In occasione delle pulizie di primavera, aprendo una grande cassapanca nella quale mia moglie ha conservato il corredo (“la tota”), è spuntata fuori una camicetta della fortuna donata non so da chi alla nascita della nostra prima figlia. Anche in casa mia quindi è presente un oggetto così antico e simbolico, retaggio della civiltà del passato, pur non vantando la mia famiglia alcuna ascendenza aristocratica. Ma se vogliamo considerare salute e profitto scolastico come le migliori fortune, posso allora ben dire che tutti e tre i miei figli siano “nati con la camicia”.

 

Note

[1] Si veda: N. Belmont, Les signes de la naissance. Étude des representations symboliques associées aux naissances singulières, Brionne, 1971, pp. 19-112. Ma nelle arti divinatorie rientrano anche la blefaromanzia, cioè l’interpretazione del movimento delle palpebre; la chirogrammatomanzia o grafomanzia: interpretazione della scrittura del consultante; la chiromanzia, ossia l’interpretazione della mano del consultante; la chitonomanzia: interpretazione del modo di vestirsi del consultante; la dattiloscopia, ovvero l’ interpretazione delle dita; la fisiognomica o fisiognomanzia, vale a dire l’interpretazione dei lineamenti del viso; la frenologia o craniomanzia o frenomanzia: interpretazione del cranio del consultante; la geloscopia, cioè l’ interpretazione del modo di ridere; la genomanzia: interpretazione della forma e del comportamento della gestante; la sternomanzia, cioè l’interpretazione della forma del petto del consultante.

[2] Nadia Maria Filippini, Generare, partorire, nascere. Una storia dall’antichità alla provetta, Roma, Viella, 2017, p. 114. Ringrazio l’amico Francesco Frisullo per la segnalazione bibliografica.

[3] Carlo Ginzburg, Storia notturna. Una decifrazione del sabba, Torino, Einaudi, 1989, p. 249, cit. in Nadia Maria Filippini, Generare, partorire, nascere. Una storia dall’antichità alla provetta, cit., p. 114, nota 54.

[4] Cfr. Carlo Ginzburg, I Beneandanti. Stegoneria e culti agrari tra Cinquecento e Seicento, Torino, Einaudi,1972.

[5] Nadia Maria Filippini, Generare, partorire, nascere. Una storia dall’antichità alla provetta, cit., p. 114.

[6] Su Pietro del Morrone, fra gli altri: L. Pellegrini, Celestino V tra agiografia e storia, in «Bullettino della Deputazione Abruzzese della Storia Patria», n.

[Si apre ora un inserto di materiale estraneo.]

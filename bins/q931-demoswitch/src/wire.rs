use crossbeam_channel::Sender;

use q931_lib::{ConnectStatus, DlcId, Q931Transport, TransportErr};

/// One of the two interfaces the demo switch connects back to back
#[derive(Debug, Clone, Copy, PartialEq, Eq)]
pub enum Side {
    A,
    B,
}

impl Side {
    pub fn peer(self) -> Side {
        match self {
            Side::A => Side::B,
            Side::B => Side::A,
        }
    }
}

#[derive(Debug)]
pub enum WireEvent {
    Frame { from: Side, dlc: DlcId, frame: Vec<u8> },
    /// `from` released its data link; the peer sees the link drop
    Released { from: Side, dlc: DlcId },
}

/// In-memory link layer. Links are always up and frames are queued for the main loop,
/// which hands them to the library on the other side.
pub struct WireEnd {
    side: Side,
    tx: Sender<WireEvent>,
}

impl WireEnd {
    pub fn new(side: Side, tx: Sender<WireEvent>) -> Self {
        Self { side, tx }
    }
}

impl Q931Transport for WireEnd {
    fn send_frame(&mut self, dlc: DlcId, frame: &[u8]) -> Result<(), TransportErr> {
        tracing::debug!("{:?} {} -> {}", self.side, dlc, hex::encode(frame));
        self.tx
            .send(WireEvent::Frame { from: self.side, dlc, frame: frame.to_vec() })
            .map_err(|_| TransportErr::LinkDown)
    }

    fn connect(&mut self, dlc: DlcId) -> Result<ConnectStatus, TransportErr> {
        tracing::debug!("{:?} link {} up", self.side, dlc);
        Ok(ConnectStatus::Connected)
    }

    fn disconnect(&mut self, dlc: DlcId) -> Result<(), TransportErr> {
        tracing::debug!("{:?} link {} released", self.side, dlc);
        self.tx.send(WireEvent::Released { from: self.side, dlc }).map_err(|_| TransportErr::LinkDown)
    }
}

LXXII, 1982, pp. 345-364; Centro Celestiniano Sezione storica/L’Aquila, Indulgenza nel Medioevo e Perdonanza di Papa Celestino. Atti del I Convegno storico internazionale (L’Aquila, 5-6 ottobre 1884), L’Aquila, 1987; Celestino V Papa Angelico Atti del II Convegno storico internazionale (L’Aquila, 26-27 agosto 1987), L’Aquila, 1988; Centro Celestiniano Sezione storica/L’Aquila, S. Pietro del Morrone Celestino V nel medieovo monastico. Atti del Convegno storico internazionale L’Aquila, 26-27 agosto 1988, a cura di Walter Capezzali, L’Aquila, 1989; ecc.

[7] Paolo Golinelli, Monachesimo e santità: i modelli di vita di Celestino V, in S. Pietro del Morrone Celestino V nel medieovo monastico. Atti del Convegno storico internazionale L’Aquila, 26-27 agosto 1988, cit., pp. 60-61. A Frugoni, Celestiniana, Roma, 1954 (Studi storici, 6-7), p. 46.

[8] F. Lanzoni, Il sogno presago della madre incinta, in «Analecta Bollandiana», n. XLV, 1927, pp. 225-261. P. Tronchi, Il folklore, Roma, 1960, p. 37.

[9] Cfr. Cosme Viardel, Observations sur la pratique des accouchemens naturels, contre nature et monstrueux, chez d’Houry, Paris, 1748, cit. in Nadia Maria Filippini, Generare, partorire, nascere. Una storia dall’antichità alla provetta, cit., p. 116, fig. 10.